Отметим еще раз, что этот отказ от выбора и от иерархической организации фактов означает устранение традиционных условий вынесения суждения. В романе «хорошо сделанном» суждение выносилось, собственно говоря, в силу самой фабулы: фабула устанавливает причинные связи (а значит, и объяснения); она говорит нам, что факт В происходит в силу факта А. Так вот: когда творится история (или же в том случае, когда в повествовательной условности автор делает вид, будто творит ее), причинное объяснение уже представляет собою оправдание и вместе с тем классификацию в соответствии с тем или иным порядком ценностей. Даже сугубо фактическое объяснение в терминах Realpolitik
[197] в историографии представляет собою оправдание, выдержанное в макиавеллиевской перспективе ценностей.

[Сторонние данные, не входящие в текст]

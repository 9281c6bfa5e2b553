//! Library Web Client
//!
//! Client side of a small library catalog: a debounced book search with
//! pagination and checkout, and a patron profile dashboard (loans, fines,
//! reading history, settings). Both controllers talk to a REST backend and
//! fall back to substitute data when it is unavailable.

pub mod api;
pub mod cli;
pub mod config;
pub mod dispatch;
pub mod error;
pub mod models;
pub mod services;
pub mod view;

pub use config::AppConfig;
pub use error::{AppError, AppResult};
pub use services::Services;
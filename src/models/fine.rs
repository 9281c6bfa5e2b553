//! Fine model and totals

use chrono::NaiveDate;
use rust_decimal::Decimal;
use serde::{Deserialize, Serialize};
use serde_with::{serde_as, BoolFromInt, PickFirst};

use super::de::{opt_flexible_date, opt_string_or_number};
use super::loan::Loan;

/// Fine accrued on an overdue loan
#[serde_as]
#[derive(Debug, Clone, PartialEq, Serialize, Deserialize)]
pub struct Fine {
    /// Only present on the fines endpoint, which returns every patron's fines
    #[serde(default, deserialize_with = "opt_string_or_number")]
    pub card_id: Option<String>,
    #[serde(default)]
    pub loan_id: i64,
    #[serde(default)]
    pub book_title: Option<String>,
    #[serde(default)]
    pub isbn: Option<String>,
    #[serde(default, deserialize_with = "opt_flexible_date")]
    pub due_date: Option<NaiveDate>,
    #[serde(default)]
    pub days_overdue: i64,
    #[serde(rename = "fine_amt", alias = "amount", default)]
    pub amount: Decimal,
    #[serde_as(as = "PickFirst<(_, BoolFromInt)>")]
    #[serde(default)]
    pub paid: bool,
}

impl Fine {
    /// Fine for a loan still out past its due date; `None` when nothing is owed.
    pub fn from_overdue_loan(loan: &Loan, today: NaiveDate, daily_rate: Decimal) -> Option<Self> {
        if !loan.is_overdue(today) {
            return None;
        }
        let days_overdue = (today - loan.due_date).num_days().max(0);
        Some(Self {
            card_id: None,
            loan_id: loan.loan_id,
            book_title: Some(loan.title.clone()),
            isbn: Some(loan.isbn.clone()),
            due_date: Some(loan.due_date),
            days_overdue,
            amount: (Decimal::from(days_overdue) * daily_rate).round_dp(2),
            paid: false,
        })
    }
}

/// Aggregates shown on the fines section and in the payment dialog
#[derive(Debug, Clone, Copy, PartialEq, Eq, Default, Serialize)]
pub struct FineTotals {
    pub total: Decimal,
    pub unpaid: Decimal,
    pub paid: Decimal,
    pub unpaid_items: usize,
}

impl FineTotals {
    pub fn compute(fines: &[Fine]) -> Self {
        fines.iter().fold(Self::default(), |mut acc, fine| {
            acc.total += fine.amount;
            if fine.paid {
                acc.paid += fine.amount;
            } else {
                acc.unpaid += fine.amount;
                acc.unpaid_items += 1;
            }
            acc
        })
    }
}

Создавать «хорошо сделанный» роман – значит отбирать факты с точки зрения автора, а затем приводить их в согласие с некой системой ценностей. Аристотель сказал бы, что речь идет о том, чтобы устранить причинность «истории» (как неотфильтрованного наличия res gestae
[198]) в перспективе «поэзии» (как организации некоего historia rerum gestarum
[199]). А в «Улиссе» (по крайней мере, по видимости) налицо именно выбор в пользу res gestae, а не historia rerum gestarum, в пользу жизни, а не поэзии, приятие всех событий подряд, отказ от выбора, уравнивание факта незначительного со значительным – до такой степени, что ни один факт нельзя определить как более или менее незначительный по сравнению с другим фактом или со всеми фактами; теряя свою значительность, все факты становятся одинаково важны. Так в «Улиссе» осуществляется претенциозный проект, заявленный Эдуардом в «Faux Monnayeurs»
[200]:
«У моего романа нет сюжета… Если вам это больше понравится, скажем так: в нем нет какого‑то одного сюжета… Некий “tranche de vie”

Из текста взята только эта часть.